Sinto falta de dançar forró e entrar no mar, a falta da estrada, do palco, porque amo dividir com as pessoas. Chega no fim, falo com todo mundo, abraço, beijo. Ao mesmo tempo, tudo isso me fez voltar para um lugar da música muito primário. As pessoas conseguem ficar sem jantar fora, viajar, comprar uma roupa, mas ninguém fica sem música, cinema, livros. A arte está tomando esse posto que é dela. É liberdade, um lugar sagrado que salva, tanto para os artistas quanto para as pessoas que consomem. E eu estou muito mais consumidora, ouço mais música, assisto a filmes, pego meu violão para cantar todos os dias.
E o lado profissional?
Compus várias músicas e também revisitei outras e descobri uma que vou gravar durante a pandemia, ainda não sei como. Não vou falar o nome porque ainda vou conversar com os compositores, mas já estamos na pré-produção. Descobri essa música numa playlist, enquanto lavava louça e me apaixonei; tem tudo a ver com São João. Devo gravar a voz ao telefone – olha que doideira! É libertador como as coisas podem acontecer de qualquer jeito. A arte nunca sucumbiu; ela encontra um jeito de acontecer.

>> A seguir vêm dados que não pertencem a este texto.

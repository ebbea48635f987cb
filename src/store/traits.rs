//! `StateStore` trait: flat `(namespace, key)` persistence for all core state.

use async_trait::async_trait;
use serde::Serialize;
use serde::de::DeserializeOwned;

use crate::error::StoreError;

/// Backend-agnostic key–value store.
///
/// Values are JSON documents. There is no schema beyond the flat
/// `(namespace, key)` lookup; each pair is independently readable/writable.
#[async_trait]
pub trait StateStore: Send + Sync {
    /// Read a value. `None` if the pair was never written (or was deleted).
    async fn get(&self, namespace: &str, key: &str)
    -> Result<Option<serde_json::Value>, StoreError>;

    /// Write a value, replacing any previous one (last write wins).
    async fn set(
        &self,
        namespace: &str,
        key: &str,
        value: &serde_json::Value,
    ) -> Result<(), StoreError>;

    /// Delete a value. Returns whether anything was removed.
    async fn delete(&self, namespace: &str, key: &str) -> Result<bool, StoreError>;
}

/// Read and deserialize a typed value.
pub async fn load<T: DeserializeOwned>(
    store: &dyn StateStore,
    namespace: &str,
    key: &str,
) -> Result<Option<T>, StoreError> {
    match store.get(namespace, key).await? {
        None | Some(serde_json::Value::Null) => Ok(None),
        Some(value) => serde_json::from_value(value)
            .map(Some)
            .map_err(|e| StoreError::Serialization(format!("{namespace}/{key}: {e}"))),
    }
}

/// Serialize and write a typed value.
pub async fn save<T: Serialize + ?Sized>(
    store: &dyn StateStore,
    namespace: &str,
    key: &str,
    value: &T,
) -> Result<(), StoreError> {
    let json =
        serde_json::to_value(value).map_err(|e| StoreError::Serialization(e.to_string()))?;
    store.set(namespace, key, &json).await
}
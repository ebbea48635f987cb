//! Message classifier: category, urgency and importance for one message.
//!
//! An upstream classification is authoritative whenever it carries a
//! non-empty category. Otherwise local heuristics run in strict order:
//! - Existing mailbox labels (substring, case-insensitive)
//! - Subject + snippet patterns
//! - Urgency and importance scoring
//!
//! The heuristic path is a normal outcome, not an error.

use async_trait::async_trait;
use regex::Regex;
use tracing::{debug, info};

use crate::error::ExternalError;
use crate::pipeline::types::{
    Category, Classification, ClassificationSource, Importance, Message, UpstreamCategory,
    UpstreamClassification, Urgency,
};

/// External classifier consulted before the heuristics.
///
/// `Ok(None)` means "no opinion"; errors also fall back to the heuristics.
#[async_trait]
pub trait UpstreamClassifier: Send + Sync {
    async fn classify(&self, message: &Message)
    -> Result<Option<UpstreamClassification>, ExternalError>;
}

/// A text pattern that selects a category.
#[derive(Debug, Clone)]
pub struct CategoryRule {
    pub category: Category,
    pub regex: Regex,
}

/// A text pattern that selects an urgency level.
#[derive(Debug, Clone)]
pub struct UrgencyRule {
    pub urgency: Urgency,
    pub regex: Regex,
}

/// Label substrings checked before any text pattern, in order.
const LABEL_HINTS: &[(&str, Category)] = &[
    ("work", Category::Work),
    ("personal", Category::Personal),
    ("social", Category::Social),
    ("promotions", Category::Promotional),
    ("spam", Category::Spam),
];

const VIP_SENDER_TERMS: &[&str] = &["boss", "ceo", "director", "manager", "supervisor", "client"];

const IMPORTANCE_BASE: f64 = 0.5;
const QUESTION_WEIGHT: f64 = 0.05;
const QUESTION_CAP: f64 = 0.2;

fn builtin(pattern: &str) -> Regex {
    Regex::new(pattern).expect("built-in classifier pattern must compile")
}

/// Rule-based classifier with an upstream override.
pub struct Classifier {
    category_rules: Vec<CategoryRule>,
    urgency_rules: Vec<UrgencyRule>,
}

impl Default for Classifier {
    fn default() -> Self {
        Self::default_rules()
    }
}

impl Classifier {
    /// Classifier with the built-in category and urgency patterns.
    pub fn default_rules() -> Self {
        let category_rules = vec![
            CategoryRule {
                category: Category::Work,
                regex: builtin(r"(?i)work|task|project|deadline|meeting|presentation"),
            },
            CategoryRule {
                category: Category::Personal,
                regex: builtin(r"(?i)personal|family|friend|vacation|holiday"),
            },
            CategoryRule {
                category: Category::Social,
                regex: builtin(r"(?i)social|event|party|gathering|meetup"),
            },
            CategoryRule {
                category: Category::Promotional,
                regex: builtin(r"(?i)deal|discount|offer|subscription|newsletter|unsubscribe"),
            },
        ];

        let urgency_rules = vec![
            UrgencyRule {
                urgency: Urgency::High,
                regex: builtin(r"(?i)urgent|asap|emergency|immediately|deadline|today"),
            },
            UrgencyRule {
                urgency: Urgency::Medium,
                regex: builtin(r"(?i)important|priority|attention|soon"),
            },
        ];

        Self {
            category_rules,
            urgency_rules,
        }
    }

    /// Classifier without text patterns (labels and scoring still apply).
    pub fn empty() -> Self {
        Self {
            category_rules: Vec::new(),
            urgency_rules: Vec::new(),
        }
    }

    /// Append a category pattern after the existing ones.
    pub fn add_category_rule(
        &mut self,
        pattern: &str,
        category: Category,
    ) -> Result<(), regex::Error> {
        self.category_rules.push(CategoryRule {
            category,
            regex: Regex::new(pattern)?,
        });
        Ok(())
    }

    /// Classify a message, preferring a usable upstream payload.
    pub fn classify(
        &self,
        message: &Message,
        upstream: Option<&UpstreamClassification>,
    ) -> Classification {
        let usable = upstream.and_then(|u| {
            u.category
                .as_ref()
                .filter(|c| !c.category.trim().is_empty())
                .map(|c| (u, c))
        });

        match usable {
            Some((payload, category)) => self.from_upstream(message, payload, category),
            None => {
                info!(id = %message.message_id, "Classification fallback used");
                self.heuristic(message)
            }
        }
    }

    fn from_upstream(
        &self,
        message: &Message,
        payload: &UpstreamClassification,
        upstream: &UpstreamCategory,
    ) -> Classification {
        // Only the first two dotted segments matter: "promotion.deals.summer"
        // labels as Promotional + "deals". Matching ignores case.
        let mut parts = upstream.category.trim().split('.');
        let main = parts.next().unwrap_or_default();
        let sub = parts.next().map(str::trim).filter(|s| !s.is_empty());
        let category = Category::from_upstream(&main.trim().to_ascii_lowercase());

        let (urgency, urgency_score) = match payload
            .urgency
            .as_ref()
            .filter(|u| !u.urgency.trim().is_empty())
        {
            Some(u) => (
                Urgency::from_upstream(&u.urgency.trim().to_ascii_lowercase()),
                u.score,
            ),
            None => (self.urgency(message), None),
        };

        let (importance, importance_score) = match payload.importance.as_ref() {
            Some(i) => (
                Importance::from_upstream(&i.importance.trim().to_ascii_lowercase()),
                i.score,
            ),
            None => (Importance::Medium, None),
        };

        debug!(
            id = %message.message_id,
            category = %category,
            urgency = %urgency,
            "Using upstream classification"
        );

        Classification {
            category,
            sub_category: sub.map(str::to_string),
            urgency,
            importance,
            confidence: upstream.confidence,
            urgency_score,
            importance_score,
            should_archive: payload.should_archive,
            source: ClassificationSource::Upstream,
        }
    }

    fn heuristic(&self, message: &Message) -> Classification {
        let category = self.category(message);
        let urgency = self.urgency(message);
        let importance_score = importance_score(message);
        let importance = importance_level(importance_score);

        let should_archive = category == Category::Promotional
            && urgency == Urgency::Low
            && importance == Importance::Low;

        Classification {
            category,
            sub_category: None,
            urgency,
            importance,
            confidence: None,
            urgency_score: None,
            importance_score: Some(importance_score),
            should_archive,
            source: ClassificationSource::Heuristic,
        }
    }

    /// Category from existing labels, then text patterns.
    pub fn category(&self, message: &Message) -> Category {
        for (needle, category) in LABEL_HINTS {
            if message
                .labels
                .iter()
                .any(|l| l.to_ascii_lowercase().contains(needle))
            {
                return *category;
            }
        }

        let text = message.searchable_text();
        self.category_rules
            .iter()
            .find(|rule| rule.regex.is_match(&text))
            .map(|rule| rule.category)
            .unwrap_or(Category::Unknown)
    }

    /// Urgency from text patterns; low when nothing matches.
    pub fn urgency(&self, message: &Message) -> Urgency {
        let text = message.searchable_text();
        self.urgency_rules
            .iter()
            .find(|rule| rule.regex.is_match(&text))
            .map(|rule| rule.urgency)
            .unwrap_or(Urgency::Low)
    }
}

/// Importance score in `[0, 1]` from sender, addressing, length, threading
/// and questions.
pub fn importance_score(message: &Message) -> f64 {
    let mut score = IMPORTANCE_BASE;

    let sender = message.sender.to_lowercase();
    if VIP_SENDER_TERMS.iter().any(|term| sender.contains(term)) {
        score += 0.2;
    }

    let snippet = message.snippet.to_lowercase();
    let head = |n: usize| snippet.chars().take(n).collect::<String>();
    if head(100).contains("dear") || head(50).contains("hi ") {
        score += 0.1;
    }

    let length = message.snippet.chars().count();
    if (100..=1500).contains(&length) {
        score += 0.1;
    } else if length < 50 {
        score -= 0.1;
    }

    if message.subject.to_lowercase().contains("re:") {
        score += 0.1;
    }

    let questions = message.snippet.matches('?').count() as f64;
    score += (questions * QUESTION_WEIGHT).min(QUESTION_CAP);

    score.clamp(0.0, 1.0)
}

pub fn importance_level(score: f64) -> Importance {
    if score > 0.7 {
        Importance::High
    } else if score > 0.4 {
        Importance::Medium
    } else {
        Importance::Low
    }
}
use async_trait::async_trait;
use diesel::prelude::*;

use super::PostStore;
use crate::{
    db::{self, DbPool},
    error::{StoreError, StoreResult},
    models::{NewPost, Post},
    schema::blog_posts,
};

/// PostgreSQL-backed store. Each call checks out its own pooled connection
/// and returns it when the call finishes.
#[derive(Clone)]
pub struct PgPostStore {
    pool: DbPool,
}

impl PgPostStore {
    pub fn new(pool: DbPool) -> Self {
        Self { pool }
    }

    /// Run `f` on a pooled connection on tokio's blocking thread pool.
    async fn with_conn<F, T>(&self, f: F) -> StoreResult<T>
    where
        F: FnOnce(&mut PgConnection) -> StoreResult<T> + Send + 'static,
        T: Send + 'static,
    {
        let pool = self.pool.clone();
        tokio::task::spawn_blocking(move || {
            let mut conn = pool.get()?;
            f(&mut conn)
        })
        .await?
    }
}

#[async_trait]
impl PostStore for PgPostStore {
    async fn init_schema(&self) -> StoreResult<()> {
        self.with_conn(|conn| Ok(db::init_schema(conn)?)).await
    }

    async fn insert(&self, post: NewPost) -> StoreResult<Post> {
        self.with_conn(move |conn| {
            let created = conn.transaction::<_, diesel::result::Error, _>(|conn| {
                diesel::insert_into(blog_posts::table)
                    .values(&post)
                    .returning(Post::as_returning())
                    .get_result(conn)
            })?;
            Ok(created)
        })
        .await
    }

    async fn list_newest_first(&self) -> StoreResult<Vec<Post>> {
        self.with_conn(|conn| {
            blog_posts::table
                .select(Post::as_select())
                .order((
                    blog_posts::created_at.desc().nulls_last(),
                    blog_posts::id.desc(),
                ))
                .load(conn)
                .map_err(StoreError::from)
        })
        .await
    }
}
//! InkDrop backend: publish blog posts and list them newest first over a
//! small JSON API backed by a single PostgreSQL table.

pub mod config;
pub mod db;
pub mod error;
pub mod handler;
pub mod models;
pub mod schema;
pub mod store;

use axum::{
    http::{header::CONTENT_TYPE, Method},
    routing::get,
    Router,
};
use tower_http::{
    cors::{Any, CorsLayer},
    trace::TraceLayer,
};

use crate::store::SharedStore;

/// `GET /`, `GET /posts` and `POST /posts`, open to any origin.
pub fn configure_routes(store: SharedStore) -> Router {
    let cors = CorsLayer::new()
        .allow_origin(Any)
        .allow_methods([Method::GET, Method::POST])
        .allow_headers([CONTENT_TYPE]);

    Router::new()
        .route("/", get(handler::health))
        .route("/posts", get(handler::get_posts).post(handler::create_post))
        .layer(cors)
        .layer(TraceLayer::new_for_http())
        .with_state(store)
}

Fez descobertas na quarentena?
No dia 8 de maio, fiz uma live de três horas, com vários convidados para cantar, no meu aniversário: Roberta Sá, Maria Gadú, Mestrinho, Chico César… Essas apresentações têm nutrido a falta da estrada, o contato com o público. Um dia, entrei sem avisar, só pra testar, e um monte de gente que nunca vi na vida pedindo para participar. Comecei a aceitar, e só pessoas bacanas de todos os lugares: Manaus, Itália, Fortaleza etc. Nisso, entrou um menino sanfoneiro de 12 anos, Abner Lima, que eu já tinha visto no forró, só que não sabia quem era. Ele emocionou todo mundo, um discípulo de Dominguinhos, um dos futuros do forró no Brasil. No fim, ele mandou mensagem pedindo que eu fosse sua madrinha musical. Ganhei um afilhado no meio da quarentena!
Você ficou, digamos, prejudicada economicamente?
Show é a maior renda de um artista; fomos totalmente abalados. Sofri baque econômico, mas não consigo pensar nisso com tanta gente sofrendo. O artista é muito legal neste momento, por mais que todo mundo esteja fodido, a gente está fazendo live para arrecadar alimentos, cestas básicas, fiz um “como ajudar”, e em todos as lives eu peço. É como se a pessoa estivesse indo a um show e pagasse por isso. Fico triste porque não vou ter meu São João, mas o que é o meu São João perto disso? Minha agenda estava lotada, tinha vários festivais que eu sempre quis tocar. Estava num momento muito bom, mas o que é uma carreira no meio disso? Nada. Ao mesmo tempo, você agradece as coisas que tem, mesmo na merda.
Como está se virando sozinha?
Estou muito bem por ter chegado aos 40 anos com as escolhas que fiz, muito tranquila, sem namorado ou marido e muito feliz com isso (rsrsrs). Não sabia cozinhar e me achava uma “looser” (“perdedora”) porque não sabia nem fazer arroz, nem tocar um violão sozinha. Aprendi as duas funções; pelo menos, não faço só mingau, vitamina e miojo. Descobri que tenho mão boa para a cozinha, isso foi muito legal. E está rolando um desprendimento da vaidade. Fico o dia inteiro de pijama e, quando recebo uma chamada de vídeo, fico desesperada. Me avise antes, por favor! Isso me deu uma outra noção, até economicamente. Não vou mais ao salão de beleza toda semana, nem a pau. São novos valores, novas prioridades… Em vez de ficar uma hora fazendo unha, vou estudar violão, cozinhar meu arroz, ficar com a minha filha. A gente está vivendo muitas coisas boas e temos que nos apegar nisso. Foi um chacoalhão. Estávamos maltratando muito a Mãe Terra.